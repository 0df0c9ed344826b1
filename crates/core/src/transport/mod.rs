//! Transport collaborator seam.
//!
//! The pipeline never talks to a broker directly. It goes through these
//! traits, which mirror the lifecycle of a queue client: connect, open a
//! sender scoped to one queue, send, then close the sender and the client.
//!
//! Delivery, redelivery and dead-lettering are the transport's business. The
//! [`memory`] module provides a broker that lives in the process, used by the
//! local hosting runtime and by tests.

pub mod memory;

use async_trait::async_trait;
use chrono::{DateTime, Utc};
use serde_json::Value;
use thiserror::Error;
use uuid::Uuid;

pub use memory::InMemoryBroker;

/// Connection string scheme for the in-process broker.
pub const MEMORY_SCHEME: &str = "memory://";

/// Errors raised by a transport implementation.
#[derive(Error, Debug, Clone, PartialEq, Eq)]
pub enum TransportError {
    #[error("Queue '{0}' does not exist")]
    UnknownQueue(String),

    #[error("Unsupported connection string: {0}")]
    UnsupportedConnection(String),

    /// The client or sender was used after being closed.
    #[error("Transport handle already closed: {0}")]
    Closed(String),

    /// The broker refused the message.
    #[error("Broker rejected message for queue '{queue}': {reason}")]
    Rejected { queue: String, reason: String },

    /// The queue cannot be read from right now.
    #[error("Queue '{0}' is unavailable")]
    Unavailable(String),

    #[error("Broker state poisoned")]
    Poisoned,
}

/// A message about to be sent.
#[derive(Debug, Clone, PartialEq)]
pub struct OutboundMessage {
    pub message_id: Uuid,
    pub body: Value,
}

impl OutboundMessage {
    pub fn new(body: Value) -> Self {
        Self {
            message_id: Uuid::new_v4(),
            body,
        }
    }
}

/// A message as handed out by a queue.
#[derive(Debug, Clone, PartialEq)]
pub struct QueueMessage {
    pub message_id: Uuid,
    pub body: Value,

    /// Number of times this message has been received, including this one.
    pub delivery_count: u32,

    pub enqueued_at: DateTime<Utc>,
}

/// Factory for transport clients.
///
/// Every forward opens its own client; clients are never shared between
/// invocations.
#[async_trait]
pub trait Transport: Send + Sync {
    async fn connect(&self) -> Result<Box<dyn TransportClient>, TransportError>;
}

/// A live connection to the broker.
#[async_trait]
pub trait TransportClient: Send {
    /// Open a sender bound to `queue`.
    async fn create_sender(&mut self, queue: &str) -> Result<Box<dyn QueueSender>, TransportError>;

    /// Release the connection. Calling it twice is a no-op.
    async fn close(&mut self) -> Result<(), TransportError>;
}

/// A sender bound to one queue.
#[async_trait]
pub trait QueueSender: Send {
    fn queue_name(&self) -> &str;

    async fn send_message(&mut self, message: OutboundMessage) -> Result<(), TransportError>;

    /// Release the sender. Calling it twice is a no-op.
    async fn close(&mut self) -> Result<(), TransportError>;
}

/// Where a connection string points.
#[derive(Debug, Clone, PartialEq, Eq)]
pub enum ConnectionTarget {
    /// In-process broker, identified by namespace.
    Memory { namespace: String },
}

/// Parse a connection string into a target.
///
/// Only `memory://<namespace>` is understood; an empty namespace is allowed
/// and maps to `default`.
pub fn parse_connection_string(connection: &str) -> Result<ConnectionTarget, TransportError> {
    let trimmed = connection.trim();
    match trimmed.strip_prefix(MEMORY_SCHEME) {
        Some(namespace) => {
            let namespace = namespace.trim_end_matches('/');
            Ok(ConnectionTarget::Memory {
                namespace: if namespace.is_empty() {
                    "default".to_string()
                } else {
                    namespace.to_string()
                },
            })
        }
        None => Err(TransportError::UnsupportedConnection(redact(trimmed))),
    }
}

/// Keep secrets in connection strings out of error messages and logs.
fn redact(connection: &str) -> String {
    match connection.split_once(';') {
        Some((endpoint, _)) => format!("{endpoint};<redacted>"),
        None => connection.to_string(),
    }
}
//! Completion bitmask carried inside every envelope.
//!
//! Bit *i* is set once stage *i* has completed. The only way to change a mask
//! is [`CompletionMask::with`], which ORs a bit in; nothing clears a bit.

use serde::{Deserialize, Serialize};
use std::fmt;

use crate::stage::StageId;

/// Positional record of which stages an envelope has passed through.
#[derive(Serialize, Deserialize, Debug, Clone, Copy, Default, PartialEq, Eq, Hash)]
#[serde(transparent)]
pub struct CompletionMask(u32);

impl CompletionMask {
    /// Mask with no stage completed.
    pub const fn empty() -> Self {
        Self(0)
    }

    /// Wrap raw bits as received on the wire.
    ///
    /// Bits beyond the known stages are kept untouched so that they survive
    /// being carried forward.
    pub const fn from_bits(bits: u32) -> Self {
        Self(bits)
    }

    pub const fn bits(self) -> u32 {
        self.0
    }

    pub const fn contains(self, stage: StageId) -> bool {
        self.0 & stage.bit() != 0
    }

    /// Returns a new mask with `stage` marked complete.
    pub const fn with(self, stage: StageId) -> Self {
        Self(self.0 | stage.bit())
    }

    /// Every bit set in `other` is also set in `self`.
    pub const fn is_superset_of(self, other: CompletionMask) -> bool {
        self.0 & other.0 == other.0
    }

    /// Completed stages, in pipeline order.
    pub fn stages(self) -> impl Iterator<Item = StageId> {
        StageId::ALL.into_iter().filter(move |s| self.contains(*s))
    }
}

impl From<u32> for CompletionMask {
    fn from(bits: u32) -> Self {
        Self::from_bits(bits)
    }
}

impl fmt::Display for CompletionMask {
    fn fmt(&self, f: &mut fmt::Formatter<'_>) -> fmt::Result {
        write!(f, "{:#05b}", self.0)
    }
}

---------------

EXERCISE DETAILS: Note each line of the material holding "through" and copy it out.

ANSWER TO THIS TASK:
//! The pipeline never talks to a broker directly. It goes through these
/// Positional record of which stages an envelope has passed through.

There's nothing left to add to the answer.